Her duties have changed over the years as her vision has deteriorated, from leading animal education classes and pet therapy sessions to clipping receipts, folding laundry and spreading newspapers.
She now uses a magnifying glass to use the scissors.
“… It is very labor intensive for her. She never complains. Ever,” said Terry Rozyla Ashley, volunteer coordinator.
Aaronson, a mother of three children, eight grandchildren and five great-grandsons, is known affectionately around the shelter as “Jeanne Beanie.”
“She’s done a little bit of everything. She was already well established by the time I got here,” explains Ashley, who fondly recalls once taking 19 puppies to Courtland Center with Aaronson for a pet education class.
The death of Aaronson’s fourth dog — a Collie — prompted her to begin volunteering at The Humane Society.
“He was a kid magnet,” Aaronson said of her
Collie. “Kids would come out of the woodwork to pet him. I felt like the Pied Piper. After he died, it was a terrible void and I needed something to fill that.”
She quickly signed up at The Humane Society and began bringing therapy dogs to local psychiatric wards and inpatient and outpatient Alzheimers patients.
She had experience, working at Hurley for 16 years, and the necessary patience — she taught oboe at the Flint Institute of Music and in private lessons for more than 50 years.
“It was as much for the staff as it was for the patients,” Aaronson said. “It was a welcome break for them.”

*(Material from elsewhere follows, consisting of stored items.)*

//! Interpreted generation results.

use serde::{Deserialize, Serialize};

/// The image extracted from a generation response.
///
/// `used_seed` echoes the caller's requested seed at full width, even though
/// the outbound request carried a narrowed copy.
#[derive(Debug, Clone, PartialEq, Eq, Serialize, Deserialize)]
pub struct ImageOutput {
    /// Image bytes as returned by the service
    pub data: Vec<u8>,
    /// MIME type declared by the service
    pub mime_type: String,
    /// Seed the caller requested
    pub used_seed: i64,
}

Aaronson has overcome obstacles to keep her standing Friday appointment at the Humane
Society. After becoming legally blind a few years ago, she had trouble lining up transportation to and from the shelter, finally getting a driver from a volunteer agency.
“It took a year to figure out how to get back here,” she said. “I missed not being able to come.”
Aaronson has been in contact with her beloved dogs since her mother got her a cocker spaniel at the age of 8.
The family hid the dog from their father, who wasn’t much of a dog lover.
“We put the dog in a carton under the stove and hid the dog food at the top of the closet,” Aaronson said. “My dad discovered the dog food one day — it was in the post-Depression era — and he said, ‘I knew things were bad but not that bad.’ After that, we had to tell him about the dog.”
After their father put up an ultimatum, the family held a meeting where they picked the dog over him.
“My dad was a prince,” Aaronson said. “The dog stayed and we’d catch him petting him when he thought no one was looking.”
Since, Aaronson said she’s fallen in love with each dog she’s owned, currently owning an adopted mixed breed named Casey.
And she’s impacted perhaps hundreds of other dogs’ lives. From receipts she trimmed last year, The Humane Society was able to collect more than $14,000.
“The animals here in our shelter are the lucky ones. I feel so good knowing what my tiny job here contributes to,” Aaronson said of her volunteer hours. “The people here are top drawer. We laugh because we’re volunteers with college degrees unfolding newspapers.”